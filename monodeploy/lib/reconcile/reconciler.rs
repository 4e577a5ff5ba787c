use std::collections::{BTreeMap, BTreeSet};

use crate::{
    descriptor::DescriptorRegistry,
    manifest::{ManifestModel, RemoteManifest, ServiceEntry, StorageEntry},
    MonodeployError, MonodeployResult,
};

use super::{
    check_dependencies, check_descriptor, DeploymentPlan, PlanAction, PlanEntry, PlannedStorage,
};

//--------------------------------------------------------------------------------------------------
// Types
//--------------------------------------------------------------------------------------------------

/// Merges local intent, discovered descriptors and the remote manifest into a [`DeploymentPlan`].
#[derive(Debug, Default, Clone, Copy)]
pub struct Reconciler;

//--------------------------------------------------------------------------------------------------
// Methods
//--------------------------------------------------------------------------------------------------

impl Reconciler {
    /// Reconciles `local` with `remote` and the descriptors in `registry`.
    ///
    /// ## Errors
    ///
    /// Returns [`MonodeployError::Precondition`] with every violation found if an active service
    /// depends on a missing or archived storage, or if a service that would be built carries
    /// validation errors.
    pub fn reconcile(
        local: &ManifestModel,
        remote: &RemoteManifest,
        registry: &DescriptorRegistry,
    ) -> MonodeployResult<DeploymentPlan> {
        let services = Self::effective_services(local, remote, registry);
        let storages = Self::effective_storages(local, remote, registry);

        let mut violations = Vec::new();
        for (name, entry) in &services {
            violations.extend(check_dependencies(name, entry, &storages));
        }

        // Services first, so storages see the final set of active services.
        let mut buildable = Vec::new();
        let mut pass_through = Vec::new();
        for (name, entry) in services {
            let descriptor = registry.service_id(&name);
            let action = match descriptor.and_then(|id| registry.service(id)) {
                Some(service) if entry.enabled && !entry.archived => {
                    violations.extend(check_descriptor(service));
                    PlanAction::Build
                }
                _ => PlanAction::PassThrough,
            };

            let plan_entry = PlanEntry {
                prior: remote.find_service(&name).cloned(),
                name,
                descriptor,
                entry,
                action,
            };

            match action {
                PlanAction::Build => buildable.push(plan_entry),
                PlanAction::PassThrough => pass_through.push(plan_entry),
            }
        }

        if !violations.is_empty() {
            tracing::error!(violations = violations.len(), "deployment preconditions not met");
            return Err(MonodeployError::Precondition(violations));
        }

        buildable.sort_by_key(|e| e.descriptor);
        let entries: Vec<_> = buildable.into_iter().chain(pass_through).collect();

        let storages = storages
            .into_iter()
            .map(|(name, mut entry)| {
                let used = entries.iter().any(|e| {
                    e.entry.enabled && !e.entry.archived && e.entry.dependencies.contains(&name)
                });
                entry.enabled = entry.enabled && used;
                PlannedStorage { name, entry }
            })
            .collect::<Vec<_>>();

        tracing::info!(
            services = entries.len(),
            buildable = entries.iter().filter(|e| e.is_buildable()).count(),
            storages = storages.len(),
            "reconciled deployment plan"
        );

        Ok(DeploymentPlan {
            entries,
            storages,
            comment: local.comment.clone(),
        })
    }

    fn effective_services(
        local: &ManifestModel,
        remote: &RemoteManifest,
        registry: &DescriptorRegistry,
    ) -> BTreeMap<String, ServiceEntry> {
        let names: BTreeSet<&str> = remote
            .services
            .iter()
            .map(|s| s.get_service_name().as_str())
            .chain(registry.all_services().iter().map(|s| s.get_name().as_str()))
            .chain(local.services.keys().map(String::as_str))
            .collect();

        names
            .into_iter()
            .map(|name| {
                let prior = remote.find_service(name);
                let entry = match (local.services.get(name), registry.get_service_by_name(name)) {
                    (Some(local), _) => local.clone(),
                    (None, Some(service)) => ServiceEntry {
                        enabled: true,
                        archived: prior.is_some_and(|p| *p.get_archived()),
                        template_id: prior.and_then(|p| p.get_template_id().clone()),
                        dependencies: service.get_dependencies().clone(),
                        comment: None,
                    },
                    // Known only to the platform: carried over, enabled.
                    (None, None) => ServiceEntry {
                        enabled: true,
                        archived: prior.is_some_and(|p| *p.get_archived()),
                        template_id: prior.and_then(|p| p.get_template_id().clone()),
                        dependencies: prior
                            .map(|p| p.get_dependencies().iter().map(|d| d.id.clone()).collect())
                            .unwrap_or_default(),
                        comment: prior.and_then(|p| p.get_comments().clone()),
                    },
                };
                (name.to_string(), entry)
            })
            .collect()
    }

    fn effective_storages(
        local: &ManifestModel,
        remote: &RemoteManifest,
        registry: &DescriptorRegistry,
    ) -> BTreeMap<String, StorageEntry> {
        let names: BTreeSet<&str> = remote
            .storages
            .iter()
            .map(|s| s.get_id().as_str())
            .chain(registry.all_storages().iter().map(|s| s.get_name().as_str()))
            .chain(local.storages.keys().map(String::as_str))
            .collect();

        names
            .into_iter()
            .filter_map(|name| {
                let prior = remote.find_storage(name);
                let entry = match (local.storages.get(name), registry.get_storage_by_name(name)) {
                    (Some(local), _) => local.clone(),
                    (None, Some(storage)) => StorageEntry {
                        enabled: true,
                        archived: prior.is_some_and(|p| *p.get_archived()),
                        storage_type: storage.get_storage_type().clone(),
                        template_id: prior.and_then(|p| p.get_template_id().clone()),
                    },
                    (None, None) => {
                        let prior = prior?;
                        StorageEntry {
                            enabled: true,
                            archived: *prior.get_archived(),
                            storage_type: prior.get_storage_type().clone(),
                            template_id: prior.get_template_id().clone(),
                        }
                    }
                };
                Some((name.to_string(), entry))
            })
            .collect()
    }
}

## WHAT IS BEING ASKED
From the first line to the last, please write out the entries exactly.

## RESPONSE TO THIS TASK
filename monodeploy/lib/reconcile/reconciler.rs
repository 4e577a5ff5ba787c
use std::collections::{BTreeMap, BTreeSet};

use crate::{
    descriptor::DescriptorRegistry,
    manifest::{ManifestModel, RemoteManifest, ServiceEntry, StorageEntry},
    MonodeployError, MonodeployResult,
};

use super::{
    check_dependencies, check_descriptor, DeploymentPlan, PlanAction, PlanEntry, PlannedStorage,
};

//--------------------------------------------------------------------------------------------------
// Types
//--------------------------------------------------------------------------------------------------

/// Merges local intent, discovered descriptors and the remote manifest into a [`DeploymentPlan`].
#[derive(Debug, Default, Clone, Copy)]
pub struct Reconciler;

//--------------------------------------------------------------------------------------------------
// Methods
//--------------------------------------------------------------------------------------------------

impl Reconciler {
    /// Reconciles `local` with `remote` and the descriptors in `registry`.
    ///
    /// ## Errors
    ///
    /// Returns [`MonodeployError::Precondition`] with every violation found if an active service
    /// depends on a missing or archived storage, or if a service that would be built carries
    /// validation errors.
    pub fn reconcile(
        local: &ManifestModel,
        remote: &RemoteManifest,
        registry: &DescriptorRegistry,
    ) -> MonodeployResult<DeploymentPlan> {
        let services = Self::effective_services(local, remote, registry);
        let storages = Self::effective_storages(local, remote, registry);

        let mut violations = Vec::new();
        for (name, entry) in &services {
            violations.extend(check_dependencies(name, entry, &storages));
        }

        // Services first, so storages see the final set of active services.
        let mut buildable = Vec::new();
        let mut pass_through = Vec::new();
        for (name, entry) in services {
            let descriptor = registry.service_id(&name);
            let action = match descriptor.and_then(|id| registry.service(id)) {
                Some(service) if entry.enabled && !entry.archived => {
                    violations.extend(check_descriptor(service));
                    PlanAction::Build
                }
                _ => PlanAction::PassThrough,
            };

            let plan_entry = PlanEntry {
                prior: remote.find_service(&name).cloned(),
                name,
                descriptor,
                entry,
                action,
            };

            match action {
                PlanAction::Build => buildable.push(plan_entry),
                PlanAction::PassThrough => pass_through.push(plan_entry),
            }
        }

        if !violations.is_empty() {
            tracing::error!(violations = violations.len(), "deployment preconditions not met");
            return Err(MonodeployError::Precondition(violations));
        }

        buildable.sort_by_key(|e| e.descriptor);
        let entries: Vec<_> = buildable.into_iter().chain(pass_through).collect();

        let storages = storages
            .into_iter()
            .map(|(name, mut entry)| {
                let used = entries.iter().any(|e| {
                    e.entry.enabled && !e.entry.archived && e.entry.dependencies.contains(&name)
                });
                entry.enabled = entry.enabled && used;
                PlannedStorage { name, entry }
            })
            .collect::<Vec<_>>();

        tracing::info!(
            services = entries.len(),
            buildable = entries.iter().filter(|e| e.is_buildable()).count(),
            storages = storages.len(),
            "reconciled deployment plan"
        );

        Ok(DeploymentPlan {
            entries,
            storages,
            comment: local.comment.clone(),
        })
    }

    fn effective_services(
        local: &ManifestModel,
        remote: &RemoteManifest,
        registry: &DescriptorRegistry,
    ) -> BTreeMap<String, ServiceEntry> {
        let names: BTreeSet<&str> = remote
            .services
            .iter()
            .map(|s| s.get_service_name().as_str())
            .chain(registry.all_services().iter().map(|s| s.get_name().as_str()))
            .chain(local.services.keys().map(String::as_str))
            .collect();

        names
            .into_iter()
            .map(|name| {
                let prior = remote.find_service(name);
                let entry = match (local.services.get(name), registry.get_service_by_name(name)) {
                    (Some(local), _) => local.clone(),
                    (None, Some(service)) => ServiceEntry {
                        enabled: true,
                        archived: prior.is_some_and(|p| *p.get_archived()),
                        template_id: prior.and_then(|p| p.get_template_id().clone()),
                        dependencies: service.get_dependencies().clone(),
                        comment: None,
                    },
                    // Known only to the platform: carried over, enabled.
                    (None, None) => ServiceEntry {
                        enabled: true,
                        archived: prior.is_some_and(|p| *p.get_archived()),
                        template_id: prior.and_then(|p| p.get_template_id().clone()),
                        dependencies: prior
                            .map(|p| p.get_dependencies().iter().map(|d| d.id.clone()).collect())
                            .unwrap_or_default(),
                        comment: prior.and_then(|p| p.get_comments().clone()),
                    },
                };
                (name.to_string(), entry)
            })
            .collect()
    }

    fn effective_storages(
        local: &ManifestModel,
        remote: &RemoteManifest,
        registry: &DescriptorRegistry,
    ) -> BTreeMap<String, StorageEntry> {
        let names: BTreeSet<&str> = remote
            .storages
            .iter()
            .map(|s| s.get_id().as_str())
            .chain(registry.all_storages().iter().map(|s| s.get_name().as_str()))
            .chain(local.storages.keys().map(String::as_str))
            .collect();

        names
            .into_iter()
            .filter_map(|name| {
                let prior = remote.find_storage(name);
                let entry = match (local.storages.get(name), registry.get_storage_by_name(name)) {
                    (Some(local), _) => local.clone(),
                    (None, Some(storage)) => StorageEntry {
                        enabled: true,
                        archived: prior.is_some_and(|p| *p.get_archived()),
                        storage_type: storage.get_storage_type().clone(),
                        template_id: prior.and_then(|p| p.get_template_id().clone()),
                    },
                    (None, None) => {
                        let prior = prior?;
                        StorageEntry {
                            enabled: true,
                            archived: *prior.get_archived(),
                            storage_type: prior.get_storage_type().clone(),
                            template_id: prior.get_template_id().clone(),
                        }
                    }
                };
                Some((name.to_string(), entry))
            })
            .collect()
    }
}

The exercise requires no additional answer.